TASK TO COMPLETE = Search the records for the word "moved" and report each line that has it.

DATA TO EXAMINE =
═══

//! Round-trip, classification and replay properties of the delta layer

use std::collections::BTreeSet;
use std::sync::Arc;

use proptest::prelude::*;

use vellum_core::{Element, ElementId, ElementMap, ErrorPolicy, ObservedAppState, ReplicaId, ShapeKind};
use vellum_delta::{ChangeSet, Diffable, ElementsDelta};
use vellum_test::{FuzzerConfig, Replica, SceneFuzzer};

/// Every id of `expected` must exist in `actual` with identical content
fn assert_content_matches(actual: &ElementMap, expected: &ElementMap) {
    for (id, element) in expected {
        let counterpart = actual
            .get(id)
            .unwrap_or_else(|| panic!("{id} missing from scene"));
        assert!(
            !Element::differs(counterpart, element),
            "{id} diverged: {counterpart:?} vs {element:?}"
        );
    }
}

#[test]
fn test_noop_calculate_is_empty() {
    let mut fuzzer = SceneFuzzer::new(FuzzerConfig::light());
    let scene = fuzzer.seed_scene();

    assert!(ElementsDelta::calculate(&scene, &scene.clone()).is_empty());
}

#[test]
fn test_round_trip_across_fuzzed_chain() {
    let mut fuzzer = SceneFuzzer::new(FuzzerConfig::light());
    let start = fuzzer.seed_scene();
    let scenes = fuzzer.mutation_chain(start);

    for window in scenes.windows(2) {
        let (prev, next) = (&window[0], &window[1]);
        let delta = ElementsDelta::calculate(prev, next);

        let (forward, _) = delta
            .apply_to(prev, &ElementMap::new(), ErrorPolicy::strict())
            .unwrap();
        assert_content_matches(&forward, next);

        let (back, _) = delta
            .inverse()
            .apply_to(&forward, &ElementMap::new(), ErrorPolicy::strict())
            .unwrap();
        assert_content_matches(&back, prev);
    }
}

#[test]
fn test_classification_invariant_across_fuzzed_chain() {
    let mut fuzzer = SceneFuzzer::new(FuzzerConfig::light().with_seed(7));
    let start = fuzzer.seed_scene();
    let scenes = fuzzer.mutation_chain(start);

    for window in scenes.windows(2) {
        let delta = ElementsDelta::calculate(&window[0], &window[1]);
        delta.validate().expect("classification invariant");

        // Every id in exactly one map
        let mut seen = BTreeSet::new();
        for id in delta.ids() {
            assert!(seen.insert(*id), "{id} appears in more than one map");
        }
    }
}

#[test]
fn test_undo_all_then_redo_all() {
    let mut fuzzer = SceneFuzzer::new(FuzzerConfig::light().with_seed(3));
    let mut replica = Replica::new(ReplicaId::new(1));
    replica.seed(fuzzer.seed_scene());

    let initial = replica.elements.clone();
    for _ in 0..fuzzer.config().op_count {
        let next = fuzzer.mutate(&replica.elements);
        replica.commit(next, ObservedAppState::new());
    }
    let last = replica.elements.clone();

    while replica.undo().is_some() {}
    assert_content_matches(&replica.elements, &initial);

    while replica.redo().is_some() {}
    assert_content_matches(&replica.elements, &last);
}

#[test]
fn test_undo_keeps_unrelated_drift() {
    let mut replica = Replica::new(ReplicaId::new(1));
    let element = Element::new(ElementId::new(1), ShapeKind::Rectangle).with_position(0.0, 0.0);
    replica.seed([(element.id, Arc::new(element.clone()))].into_iter().collect());

    // Commit a move, then drift an unrelated field outside history
    let moved = element.clone().with_position(40.0, 0.0).committed(1);
    replica.commit_element(moved.clone());

    let drifted = moved.with_stroke_color("#e03131").committed(2);
    replica.elements.insert(drifted.id, Arc::new(drifted));
    replica.snapshot = replica.elements.clone();

    replica.undo().unwrap();
    let undone = &replica.elements[&ElementId::new(1)];
    assert_eq!(undone.x, 0.0);
    // The drifted field was not part of the delta and survives
    assert_eq!(undone.stroke_color, "#e03131");

    replica.redo().unwrap();
    let redone = &replica.elements[&ElementId::new(1)];
    assert_eq!(redone.x, 40.0);
    assert_eq!(redone.stroke_color, "#e03131");
}

#[test]
fn test_lenient_fallback_preserves_scene() {
    let element = Element::new(ElementId::new(1), ShapeKind::Rectangle);
    let prev: ElementMap = [(element.id, Arc::new(element.clone()))].into_iter().collect();
    let next: ElementMap = [(
        element.id,
        Arc::new(element.with_position(5.0, 5.0).committed(1)),
    )]
    .into_iter()
    .collect();
    let delta = ElementsDelta::calculate(&prev, &next);

    // A scene that knows nothing about the delta's target
    let unrelated: ElementMap = [(
        ElementId::new(9),
        Arc::new(Element::new(ElementId::new(9), ShapeKind::Ellipse)),
    )]
    .into_iter()
    .collect();

    let (fallback, flags) = delta
        .apply_to(&unrelated, &ElementMap::new(), ErrorPolicy::lenient())
        .unwrap();
    assert_eq!(fallback, unrelated);
    assert!(flags.contains_visible_difference);
}

/// Committed mutations always regenerate the nonce, so two scenes never
/// share a nonce for an id unless the element is untouched; the parity
/// split models that.
fn arb_scene(nonce_parity: u64) -> impl Strategy<Value = ElementMap> {
    prop::collection::btree_map(
        1u64..8,
        (any::<u64>(), -100.0f64..100.0, any::<bool>()),
        0..6,
    )
    .prop_map(move |entries| {
        entries
            .into_iter()
            .map(|(id, (nonce, x, is_deleted))| {
                let mut element = Element::new(ElementId::new(id), ShapeKind::Rectangle)
                    .with_position(x, 0.0)
                    .with_version_nonce((nonce << 1) | nonce_parity);
                if is_deleted {
                    element = element.deleted();
                }
                (element.id, Arc::new(element))
            })
            .collect()
    })
}

proptest! {
    /// calculate(A, B) applied to A reproduces B's content on every
    /// shared id, and its inverse applied to the result reproduces A
    #[test]
    fn prop_round_trip(a in arb_scene(0), b in arb_scene(1)) {
        let delta = ElementsDelta::calculate(&a, &b);
        prop_assert!(delta.validate().is_ok());

        let (forward, _) = delta
            .apply_to(&a, &ElementMap::new(), ErrorPolicy::strict())
            .unwrap();
        for (id, element) in &b {
            // Ids absent from A that arrive already deleted are dropped
            // from the delta entirely
            if !a.contains_key(id) && element.is_deleted {
                continue;
            }
            let counterpart = &forward[id];
            prop_assert!(!Element::differs(counterpart, element));
        }

        let (back, _) = delta
            .inverse()
            .apply_to(&forward, &ElementMap::new(), ErrorPolicy::strict())
            .unwrap();
        for (id, element) in &a {
            if !b.contains_key(id) && element.is_deleted {
                continue;
            }
            prop_assert!(!Element::differs(&back[id], element));
        }
    }
}
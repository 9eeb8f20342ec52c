//! Scene fuzzer - seeded random mutations for property testing
//!
//! Generates scenes and committed mutations from a seeded RNG so failures
//! reproduce. Nonces come from the same RNG rather than the global one:
//! determinism matters more than entropy here.

use std::sync::Arc;

use rand::rngs::StdRng;
use rand::{Rng, SeedableRng};

use vellum_core::{Element, ElementId, ElementMap, GroupId, OrderKey, ShapeKind};

/// Fuzzer configuration
#[derive(Clone, Debug)]
pub struct FuzzerConfig {
    /// Elements in the seeded scene
    pub element_count: usize,
    /// Mutations to generate per run
    pub op_count: usize,
    /// Probability a mutation creates a new element
    pub create_prob: f64,
    /// Probability a mutation soft-deletes its target
    pub delete_prob: f64,
    /// Random seed
    pub seed: u64,
}

impl Default for FuzzerConfig {
    fn default() -> Self {
        FuzzerConfig {
            element_count: 20,
            op_count: 200,
            create_prob: 0.1,
            delete_prob: 0.15,
            seed: 42,
        }
    }
}

impl FuzzerConfig {
    /// Light fuzzing for quick tests
    pub fn light() -> Self {
        FuzzerConfig {
            element_count: 5,
            op_count: 40,
            ..FuzzerConfig::default()
        }
    }

    /// Heavy fuzzing for thorough testing
    pub fn heavy() -> Self {
        FuzzerConfig {
            element_count: 100,
            op_count: 2000,
            ..FuzzerConfig::default()
        }
    }

    pub fn with_seed(mut self, seed: u64) -> Self {
        self.seed = seed;
        self
    }
}

/// Seeded scene and mutation generator
pub struct SceneFuzzer {
    config: FuzzerConfig,
    rng: StdRng,
    next_id: u64,
    clock: u64,
}

const PALETTE: &[&str] = &["#1e1e1e", "#e03131", "#2f9e44", "#1971c2", "#f08c00"];

impl SceneFuzzer {
    pub fn new(config: FuzzerConfig) -> Self {
        let rng = StdRng::seed_from_u64(config.seed);
        SceneFuzzer {
            config,
            rng,
            next_id: 1,
            clock: 0,
        }
    }

    pub fn config(&self) -> &FuzzerConfig {
        &self.config
    }

    /// Start fresh ids at `base`; concurrent replicas use disjoint ranges
    pub fn with_id_base(mut self, base: u64) -> Self {
        self.next_id = base;
        self
    }

    fn tick(&mut self) -> u64 {
        self.clock += 1;
        self.clock
    }

    /// A fresh element with randomized content
    pub fn random_element(&mut self) -> Element {
        let id = ElementId::new(self.next_id);
        self.next_id += 1;

        let shape = match self.rng.gen_range(0..4) {
            0 => ShapeKind::Rectangle,
            1 => ShapeKind::Ellipse,
            2 => ShapeKind::Diamond,
            _ => ShapeKind::Text,
        };
        let index = OrderKey::new(format!("a{:06}", self.rng.gen_range(0..1_000_000)));

        Element::new(id, shape)
            .with_index(index)
            .with_position(self.rng.gen_range(-500.0..500.0), self.rng.gen_range(-500.0..500.0))
            .with_size(self.rng.gen_range(1.0..300.0), self.rng.gen_range(1.0..300.0))
            .with_stroke_color(PALETTE[self.rng.gen_range(0..PALETTE.len())])
            .with_version_nonce(self.rng.gen())
    }

    /// Build a scene of `element_count` random elements
    pub fn seed_scene(&mut self) -> ElementMap {
        let mut scene = ElementMap::new();
        for _ in 0..self.config.element_count {
            let element = self.random_element();
            scene.insert(element.id, Arc::new(element));
        }
        scene
    }

    /// Apply one random committed mutation, returning the next scene
    pub fn mutate(&mut self, scene: &ElementMap) -> ElementMap {
        let mut next = scene.clone();

        if scene.is_empty() || self.rng.gen_bool(self.config.create_prob) {
            let element = self.random_element();
            next.insert(element.id, Arc::new(element));
            return next;
        }

        let ids: Vec<ElementId> = scene.keys().copied().collect();
        let id = ids[self.rng.gen_range(0..ids.len())];
        let target = scene[&id].as_ref().clone();
        let now = self.tick();
        let nonce: u64 = self.rng.gen();

        let mutated = if self.rng.gen_bool(self.config.delete_prob) {
            if target.is_deleted {
                let mut undeleted = target;
                undeleted.is_deleted = false;
                undeleted
            } else {
                target.deleted()
            }
        } else {
            match self.rng.gen_range(0..5) {
                0 => target.with_position(
                    self.rng.gen_range(-500.0..500.0),
                    self.rng.gen_range(-500.0..500.0),
                ),
                1 => target.with_size(
                    self.rng.gen_range(1.0..300.0),
                    self.rng.gen_range(1.0..300.0),
                ),
                2 => target.with_stroke_color(PALETTE[self.rng.gen_range(0..PALETTE.len())]),
                3 => target.with_index(OrderKey::new(format!(
                    "a{:06}",
                    self.rng.gen_range(0..1_000_000)
                ))),
                _ => target.with_group_ids(vec![GroupId::new(self.rng.gen_range(1..5))]),
            }
        };

        next.insert(id, Arc::new(mutated.committed(now).with_version_nonce(nonce)));
        next
    }

    /// Run `op_count` mutations from a starting scene, returning every
    /// intermediate scene including start and end
    pub fn mutation_chain(&mut self, start: ElementMap) -> Vec<ElementMap> {
        let mut scenes = vec![start];
        for _ in 0..self.config.op_count {
            let next = self.mutate(scenes.last().expect("chain is never empty"));
            scenes.push(next);
        }
        scenes
    }
}

#[cfg(test)]
mod tests {
    use super::*;

    #[test]
    fn test_fuzzer_is_deterministic() {
        let mut a = SceneFuzzer::new(FuzzerConfig::light());
        let mut b = SceneFuzzer::new(FuzzerConfig::light());

        let scene_a = a.seed_scene();
        let scene_b = b.seed_scene();
        assert_eq!(scene_a.len(), scene_b.len());
        for (id, element) in &scene_a {
            assert_eq!(element.as_ref(), scene_b[id].as_ref());
        }
    }

    #[test]
    fn test_mutations_commit() {
        let mut fuzzer = SceneFuzzer::new(FuzzerConfig::light());
        let scene = fuzzer.seed_scene();
        let next = fuzzer.mutate(&scene);

        // Exactly one element changed, and it carries a fresh nonce
        let changed: Vec<_> = next
            .iter()
            .filter(|(id, element)| {
                scene
                    .get(id)
                    .map(|prev| prev.version_nonce != element.version_nonce)
                    .unwrap_or(true)
            })
            .collect();
        assert_eq!(changed.len(), 1);
    }
}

═══

RESULT =
    let moved = element.clone().with_position(40.0, 0.0).committed(1);
    replica.commit_element(moved.clone());
    let drifted = moved.with_stroke_color("#e03131").committed(2);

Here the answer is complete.